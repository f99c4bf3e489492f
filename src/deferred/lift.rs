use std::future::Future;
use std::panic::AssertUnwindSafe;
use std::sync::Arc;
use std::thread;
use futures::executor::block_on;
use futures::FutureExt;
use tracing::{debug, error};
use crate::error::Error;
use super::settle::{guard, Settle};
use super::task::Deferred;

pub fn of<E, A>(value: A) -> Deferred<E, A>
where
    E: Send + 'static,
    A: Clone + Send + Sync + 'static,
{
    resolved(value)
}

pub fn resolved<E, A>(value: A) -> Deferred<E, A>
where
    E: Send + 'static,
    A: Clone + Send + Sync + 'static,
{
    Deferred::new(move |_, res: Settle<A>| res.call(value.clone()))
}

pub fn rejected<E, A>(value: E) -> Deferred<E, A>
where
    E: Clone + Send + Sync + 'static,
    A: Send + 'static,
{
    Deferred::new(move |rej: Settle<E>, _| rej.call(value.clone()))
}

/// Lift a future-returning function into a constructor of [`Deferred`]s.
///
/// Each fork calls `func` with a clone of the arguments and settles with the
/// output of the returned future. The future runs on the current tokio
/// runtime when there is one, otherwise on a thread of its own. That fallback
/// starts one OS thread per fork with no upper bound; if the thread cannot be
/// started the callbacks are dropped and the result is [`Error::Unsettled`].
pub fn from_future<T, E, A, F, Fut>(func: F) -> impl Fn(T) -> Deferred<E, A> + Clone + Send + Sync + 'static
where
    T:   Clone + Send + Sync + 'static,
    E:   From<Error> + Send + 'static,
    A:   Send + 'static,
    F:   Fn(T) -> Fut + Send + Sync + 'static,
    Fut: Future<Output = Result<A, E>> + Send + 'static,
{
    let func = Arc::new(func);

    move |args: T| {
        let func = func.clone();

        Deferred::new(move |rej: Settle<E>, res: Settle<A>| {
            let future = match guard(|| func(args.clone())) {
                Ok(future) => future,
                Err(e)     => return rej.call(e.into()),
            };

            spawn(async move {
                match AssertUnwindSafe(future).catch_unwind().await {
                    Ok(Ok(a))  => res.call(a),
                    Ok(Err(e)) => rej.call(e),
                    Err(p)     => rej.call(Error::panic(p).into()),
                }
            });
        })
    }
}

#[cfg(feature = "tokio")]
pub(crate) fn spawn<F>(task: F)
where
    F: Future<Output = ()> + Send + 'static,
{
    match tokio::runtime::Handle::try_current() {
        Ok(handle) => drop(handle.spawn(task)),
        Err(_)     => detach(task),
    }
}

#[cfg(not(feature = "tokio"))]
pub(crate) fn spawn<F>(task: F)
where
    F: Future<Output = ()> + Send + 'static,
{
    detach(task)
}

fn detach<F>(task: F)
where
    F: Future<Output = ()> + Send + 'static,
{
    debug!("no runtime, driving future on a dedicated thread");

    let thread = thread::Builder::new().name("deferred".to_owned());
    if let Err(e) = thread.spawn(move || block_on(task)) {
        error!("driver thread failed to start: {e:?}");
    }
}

> [WHAT TO PRODUCE] Would you return the entries exactly as they stand?

> [YOUR RESPONSE]
repository f99c4bf3e489492f
filename src/deferred/lift.rs
use std::future::Future;
use std::panic::AssertUnwindSafe;
use std::sync::Arc;
use std::thread;
use futures::executor::block_on;
use futures::FutureExt;
use tracing::{debug, error};
use crate::error::Error;
use super::settle::{guard, Settle};
use super::task::Deferred;

pub fn of<E, A>(value: A) -> Deferred<E, A>
where
    E: Send + 'static,
    A: Clone + Send + Sync + 'static,
{
    resolved(value)
}

pub fn resolved<E, A>(value: A) -> Deferred<E, A>
where
    E: Send + 'static,
    A: Clone + Send + Sync + 'static,
{
    Deferred::new(move |_, res: Settle<A>| res.call(value.clone()))
}

pub fn rejected<E, A>(value: E) -> Deferred<E, A>
where
    E: Clone + Send + Sync + 'static,
    A: Send + 'static,
{
    Deferred::new(move |rej: Settle<E>, _| rej.call(value.clone()))
}

/// Lift a future-returning function into a constructor of [`Deferred`]s.
///
/// Each fork calls `func` with a clone of the arguments and settles with the
/// output of the returned future. The future runs on the current tokio
/// runtime when there is one, otherwise on a thread of its own. That fallback
/// starts one OS thread per fork with no upper bound; if the thread cannot be
/// started the callbacks are dropped and the result is [`Error::Unsettled`].
pub fn from_future<T, E, A, F, Fut>(func: F) -> impl Fn(T) -> Deferred<E, A> + Clone + Send + Sync + 'static
where
    T:   Clone + Send + Sync + 'static,
    E:   From<Error> + Send + 'static,
    A:   Send + 'static,
    F:   Fn(T) -> Fut + Send + Sync + 'static,
    Fut: Future<Output = Result<A, E>> + Send + 'static,
{
    let func = Arc::new(func);

    move |args: T| {
        let func = func.clone();

        Deferred::new(move |rej: Settle<E>, res: Settle<A>| {
            let future = match guard(|| func(args.clone())) {
                Ok(future) => future,
                Err(e)     => return rej.call(e.into()),
            };

            spawn(async move {
                match AssertUnwindSafe(future).catch_unwind().await {
                    Ok(Ok(a))  => res.call(a),
                    Ok(Err(e)) => rej.call(e),
                    Err(p)     => rej.call(Error::panic(p).into()),
                }
            });
        })
    }
}

#[cfg(feature = "tokio")]
pub(crate) fn spawn<F>(task: F)
where
    F: Future<Output = ()> + Send + 'static,
{
    match tokio::runtime::Handle::try_current() {
        Ok(handle) => drop(handle.spawn(task)),
        Err(_)     => detach(task),
    }
}

#[cfg(not(feature = "tokio"))]
pub(crate) fn spawn<F>(task: F)
where
    F: Future<Output = ()> + Send + 'static,
{
    detach(task)
}

fn detach<F>(task: F)
where
    F: Future<Output = ()> + Send + 'static,
{
    debug!("no runtime, driving future on a dedicated thread");

    let thread = thread::Builder::new().name("deferred".to_owned());
    if let Err(e) = thread.spawn(move || block_on(task)) {
        error!("driver thread failed to start: {e:?}");
    }
}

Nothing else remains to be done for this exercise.